Opinion
24-cv-02898-HSG
08-19-2024
ORDER TO SHOW CAUSE WHY LEAVE TO PROCEED IN FORMA PAUPERIS SHOULD NOT BE DENIED
RE: DKT. NOS. 2, 5
HAYWOOD S. GILLIAM, JR. UNITED STATES DISTRICT JUDGE
Plaintiff filed this pro se complaint alleging negligence and diversity of citizenship, 28 U.S.C. § 1332 . Plaintiff has requested leave to proceed in forma pauperis. Dkt. Nos. 2, 5. For the reasons set forth below, the Court orders Plaintiff to show cause why his requests for leave to proceed in forma pauperis should not be denied pursuant to the three strikes provision set forth in 28 U.S.C. § 1915.
DISCUSSION
This action is governed by the Prison Litigation Reform Act of 1996 (“PLRA”) which became effective on April 26, 1996. The PLRA provides that a prisoner may not bring a civil action under 28 U.S.C. § 1915, i.e., may not proceed in forma pauperis, “if the prisoner has, on 3 or more prior occasions, while incarcerated or detained in any facility, brought an action . . . in a court of the United States that was dismissed on the grounds that it is frivolous, malicious, or fails to state a claim upon which relief may be granted, unless the prisoner is under imminent danger of serious physical injury.” 28 U.S.C. § 1915(g).

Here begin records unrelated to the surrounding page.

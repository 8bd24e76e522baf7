use serde_json::Value;

use super::error::QueryError;
use super::types::{SortEntry, SortOrder, SortSpec};

pub struct SortConverter;

impl SortConverter {
    /// Accepts the string form (`"name:asc,age:desc"`), an array of string
    /// or object elements, or a plain object. Nested objects express deep
    /// sort on a relation path and flatten to dotted fields.
    pub fn convert(sort: &Value) -> Result<SortSpec, QueryError> {
        match sort {
            Value::String(s) => Self::parse_sort_string(s),
            Value::Array(arr) => {
                let mut out = Vec::new();
                for element in arr {
                    match element {
                        Value::String(s) => out.extend(Self::parse_sort_string(s)?),
                        Value::Object(_) => out.extend(Self::convert(element)?),
                        other => return Err(QueryError::InvalidSort(other.to_string())),
                    }
                }
                Ok(out)
            }
            Value::Object(obj) => {
                let mut out = Vec::new();
                for (key, value) in obj {
                    if value.is_object() {
                        for entry in Self::convert(value)? {
                            out.push(SortEntry {
                                field: format!("{}.{}", key, entry.field),
                                order: entry.order,
                            });
                        }
                    } else {
                        out.push(SortEntry {
                            field: key.clone(),
                            order: Self::parse_order_value(value)?,
                        });
                    }
                }
                Ok(out)
            }
            other => Err(QueryError::InvalidSort(other.to_string())),
        }
    }

    fn parse_sort_string(s: &str) -> Result<SortSpec, QueryError> {
        let mut out = Vec::new();
        for token in s.split(',') {
            let token = token.trim();
            let (field, order) = match token.split_once(':') {
                Some((field, order)) => (field, Self::parse_order_token(order)?),
                None => (token, SortOrder::Asc),
            };
            if field.is_empty() {
                return Err(QueryError::InvalidSort(format!("empty field in '{}'", s)));
            }
            out.push(SortEntry { field: field.to_string(), order });
        }
        Ok(out)
    }

    fn parse_order_value(value: &Value) -> Result<SortOrder, QueryError> {
        match value.as_str() {
            Some(s) => Self::parse_order_token(s),
            None => Err(QueryError::InvalidOrder(value.to_string())),
        }
    }

    fn parse_order_token(order: &str) -> Result<SortOrder, QueryError> {
        if order.eq_ignore_ascii_case("asc") {
            Ok(SortOrder::Asc)
        } else if order.eq_ignore_ascii_case("desc") {
            Ok(SortOrder::Desc)
        } else {
            Err(QueryError::InvalidOrder(order.to_string()))
        }
    }
}
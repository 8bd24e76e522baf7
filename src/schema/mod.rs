pub mod attribute;
pub mod model;
pub mod registry;

pub use attribute::{AttributeDescriptor, AttributeKind};
pub use model::{ContentTypeModel, ModelKind, ModelOptions, COMPONENT_REF, PUBLISHED_AT};
pub use registry::{SchemaError, SchemaRegistry};
use async_trait::async_trait;
use serde_json::Value;

use crate::schema::{AttributeDescriptor, ContentTypeModel};

use super::error::TraverseError;

/// One attribute position in an entity tree.
///
/// `attribute` is `None` for keys the owning schema does not know about;
/// each visitor decides what that means for it.
pub struct AttributeNode<'a> {
    pub key: &'a str,
    pub attribute: Option<&'a AttributeDescriptor>,
    pub schema: &'a ContentTypeModel,
}

#[derive(Debug, Default)]
enum Action {
    #[default]
    Keep,
    Set(Value),
    Remove,
}

/// What a visitor decided for the current attribute. Untouched means keep.
#[derive(Debug, Default)]
pub struct VisitorOutput {
    action: Action,
}

impl VisitorOutput {
    pub fn new() -> Self {
        Self::default()
    }

    /// Replace the value stored under the current key.
    pub fn set(&mut self, value: Value) {
        self.action = Action::Set(value);
    }

    /// Delete the current key from the output entity.
    pub fn remove(&mut self) {
        self.action = Action::Remove;
    }

    pub(crate) fn apply(self, original: Value) -> Option<Value> {
        match self.action {
            Action::Keep => Some(original),
            Action::Set(value) => Some(value),
            Action::Remove => None,
        }
    }
}

/// One pass over every attribute of an entity tree.
///
/// Visitors are asynchronous because deciding about a node can require
/// resolving nested model metadata.
#[async_trait]
pub trait Visitor: Send + Sync {
    /// Visitor name for logging.
    fn name(&self) -> &'static str;

    async fn visit(
        &self,
        node: &AttributeNode<'_>,
        value: &Value,
        out: &mut VisitorOutput,
    ) -> Result<(), TraverseError>;
}
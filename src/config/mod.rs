use once_cell::sync::Lazy;
use serde::{Deserialize, Serialize};
use std::env;

#[derive(Debug, Clone, Serialize, Deserialize)]
pub struct AppConfig {
    pub query: QueryConfig,
    pub sanitize: SanitizeConfig,
}

#[derive(Debug, Clone, Serialize, Deserialize)]
pub struct QueryConfig {
    /// Server-side cap applied to converted limits. `None` disables capping.
    pub max_limit: Option<u64>,
    pub debug_logging: bool,
}

#[derive(Debug, Clone, Serialize, Deserialize)]
pub struct SanitizeConfig {
    /// Attribute names stripped from every model's output, in addition to
    /// per-schema private flags.
    pub private_attributes: Vec<String>,
}

impl AppConfig {
    pub fn from_env() -> Self {
        Self::defaults().with_env_overrides()
    }

    fn with_env_overrides(mut self) -> Self {
        if let Ok(v) = env::var("QUERY_MAX_LIMIT") {
            self.query.max_limit = v.parse().ok();
        }
        if let Ok(v) = env::var("QUERY_DEBUG_LOGGING") {
            self.query.debug_logging = v.parse().unwrap_or(self.query.debug_logging);
        }
        if let Ok(v) = env::var("SANITIZE_PRIVATE_ATTRIBUTES") {
            self.sanitize.private_attributes = v
                .split(',')
                .map(|s| s.trim().to_string())
                .filter(|s| !s.is_empty())
                .collect();
        }
        self
    }

    fn defaults() -> Self {
        Self {
            query: QueryConfig {
                max_limit: None,
                debug_logging: false,
            },
            sanitize: SanitizeConfig {
                private_attributes: vec![],
            },
        }
    }
}

// Global singleton config - initialized once at startup
pub static CONFIG: Lazy<AppConfig> = Lazy::new(AppConfig::from_env);

// Convenience function for accessing config
pub fn config() -> &'static AppConfig {
    &CONFIG
}
use std::collections::HashSet;

use serde_json::Value;

use super::error::QueryError;

/// Field selection. `None` means no restriction (all fields).
///
/// The primary key is always part of a restricted selection: storage and
/// serialization layers need it to address records, so a client cannot
/// deselect it.
pub fn convert_fields(fields: &Value, primary_key: &str) -> Result<Option<Vec<String>>, QueryError> {
    // The wildcard is only honored as the bare top-level string.
    if fields.as_str() == Some("*") {
        return Ok(None);
    }

    let mut selected = vec![primary_key.to_string()];
    collect(fields, &mut selected)?;

    let mut seen = HashSet::new();
    let deduped = selected.into_iter().filter(|f| seen.insert(f.clone())).collect();
    Ok(Some(deduped))
}

fn collect(fields: &Value, out: &mut Vec<String>) -> Result<(), QueryError> {
    match fields {
        Value::String(s) => {
            for token in s.split(',') {
                let token = token.trim();
                if token.is_empty() {
                    return Err(QueryError::InvalidFields(format!("empty field in '{}'", s)));
                }
                out.push(token.to_string());
            }
            Ok(())
        }
        Value::Array(arr) => {
            for element in arr {
                collect(element, out)?;
            }
            Ok(())
        }
        other => Err(QueryError::InvalidFields(other.to_string())),
    }
}
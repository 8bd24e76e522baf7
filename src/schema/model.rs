use serde::{Deserialize, Serialize};
use std::collections::HashMap;

use super::attribute::AttributeDescriptor;

/// Attribute conventionally holding the publish timestamp on models with
/// draft-and-publish enabled.
pub const PUBLISHED_AT: &str = "published_at";

/// Key a dynamic zone entry uses to name the component model it is shaped by.
pub const COMPONENT_REF: &str = "__component";

#[derive(Debug, Clone, Copy, PartialEq, Eq, Serialize, Deserialize)]
#[serde(rename_all = "camelCase")]
pub enum ModelKind {
    /// Many records.
    CollectionType,
    /// Exactly one record.
    SingleType,
}

#[derive(Debug, Clone, Default, PartialEq, Serialize, Deserialize)]
#[serde(default, rename_all = "camelCase")]
pub struct ModelOptions {
    /// Names of the automatic created/updated timestamp columns, if any.
    pub timestamps: Option<(String, String)>,
    pub draft_and_publish: bool,
    /// Attribute names treated as private for this model regardless of
    /// per-attribute flags.
    pub private_attributes: Vec<String>,
}

/// Read-only descriptor of one content type or component schema.
///
/// Built once from a declarative definition at startup and never mutated;
/// every conversion and traversal call borrows it through the registry.
#[derive(Debug, Clone, PartialEq, Serialize, Deserialize)]
#[serde(rename_all = "camelCase")]
pub struct ContentTypeModel {
    pub uid: String,
    #[serde(default = "default_primary_key")]
    pub primary_key: String,
    pub kind: ModelKind,
    pub attributes: HashMap<String, AttributeDescriptor>,
    #[serde(default)]
    pub options: ModelOptions,
}

fn default_primary_key() -> String {
    "id".to_string()
}

impl ContentTypeModel {
    pub fn attribute(&self, name: &str) -> Option<&AttributeDescriptor> {
        self.attributes.get(name)
    }

    pub fn has_attribute(&self, name: &str) -> bool {
        self.attributes.contains_key(name)
    }

    /// The primary key and timestamp columns are never writable through the
    /// API, nor is anything flagged `writable: false`. Names the schema does
    /// not know about are not writable either.
    pub fn is_writable(&self, name: &str) -> bool {
        if name == self.primary_key {
            return false;
        }
        if let Some((created, updated)) = &self.options.timestamps {
            if name == created || name == updated {
                return false;
            }
        }
        match self.attributes.get(name) {
            Some(attr) => attr.writable,
            None => false,
        }
    }

    pub fn is_private(&self, name: &str) -> bool {
        self.options.private_attributes.iter().any(|a| a == name)
            || self.attributes.get(name).map(|a| a.private).unwrap_or(false)
    }

    /// True when the model participates in draft/publish and actually
    /// carries the publish timestamp attribute.
    pub fn has_publication_state(&self) -> bool {
        self.options.draft_and_publish && self.attributes.contains_key(PUBLISHED_AT)
    }
}

#[cfg(test)]
mod tests {
    use super::*;
    use serde_json::json;

    fn model() -> ContentTypeModel {
        serde_json::from_value(json!({
            "uid": "api::article.article",
            "kind": "collectionType",
            "attributes": {
                "title": { "type": "string" },
                "slug": { "type": "uuid", "writable": false },
                "secret_note": { "type": "text" },
                "published_at": { "type": "datetime" },
            },
            "options": {
                "timestamps": ["created_at", "updated_at"],
                "draftAndPublish": true,
                "privateAttributes": ["secret_note"],
            },
        }))
        .unwrap()
    }

    #[test]
    fn test_writable_excludes_system_columns() {
        let model = model();
        assert!(model.is_writable("title"));
        assert!(!model.is_writable("id"));
        assert!(!model.is_writable("created_at"));
        assert!(!model.is_writable("updated_at"));
        assert!(!model.is_writable("slug"));
        assert!(!model.is_writable("no_such_field"));
    }

    #[test]
    fn test_private_merges_flag_and_options() {
        let model = model();
        assert!(model.is_private("secret_note"));
        assert!(!model.is_private("title"));
    }

    #[test]
    fn test_publication_state_requires_attribute() {
        let model = model();
        assert!(model.has_publication_state());

        let mut stripped = model.clone();
        stripped.attributes.remove(PUBLISHED_AT);
        assert!(!stripped.has_publication_state());
    }
}
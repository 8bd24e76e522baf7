use thiserror::Error;

use crate::coerce::CoercionError;
use crate::schema::SchemaError;

/// Conversion failures are client errors: the request carried a malformed or
/// illegal parameter. None of these are ever silently corrected.
#[derive(Debug, Error)]
pub enum QueryError {
    #[error("Invalid sort parameter: {0}")]
    InvalidSort(String),

    #[error("Invalid sort order: {0}. Expected 'asc' or 'desc'")]
    InvalidOrder(String),

    #[error("Invalid populate parameter: {0}")]
    InvalidPopulate(String),

    #[error("Invalid fields parameter: {0}")]
    InvalidFields(String),

    #[error("Invalid filters parameter: {0}")]
    InvalidFilters(String),

    #[error("Attribute '{0}' does not exist")]
    UnknownAttribute(String),

    #[error("Invalid {param} parameter: {value} is out of range")]
    OutOfRange { param: &'static str, value: i64 },

    #[error("Invalid publicationState: {0}. Expected 'live' or 'preview'")]
    InvalidPublicationState(String),

    #[error(transparent)]
    Coercion(#[from] CoercionError),

    #[error(transparent)]
    Schema(#[from] SchemaError),
}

For purposes of a dismissal that may be counted under Section 1915(g), the Ninth Circuit gives this guidance: The phrase “fails to state a claim on which relief may be granted” parallels the language of Federal Rule of Civil Procedure 12(b)(6) and apparently means the same thing. Andrews v. King, 398 F.3d 1113, 1121 (9th Cir. 2005) (“Andrews I”). A case “is frivolous if it is ‘of little weight or importance: having no basis in law or fact.'” Id. (citation omitted). “A case is malicious if it was filed with the ‘intention or desire to harm another.'” Id. (citation omitted). “Not all unsuccessful cases qualify as a strike under § 1915(g). Rather, § 1915(g) should be used to deny a prisoner's IFP status only when, after careful evaluation of the order dismissing an action, and other relevant information, the district court determines that the action was dismissed because it was frivolous, malicious or failed to state a claim.” Id. at 1121. A district court is not required to announce in an order that its dismissal constitutes a strike under Section 1915(g) for that dismissal to later count as a strike. Id. at 1119 n.8.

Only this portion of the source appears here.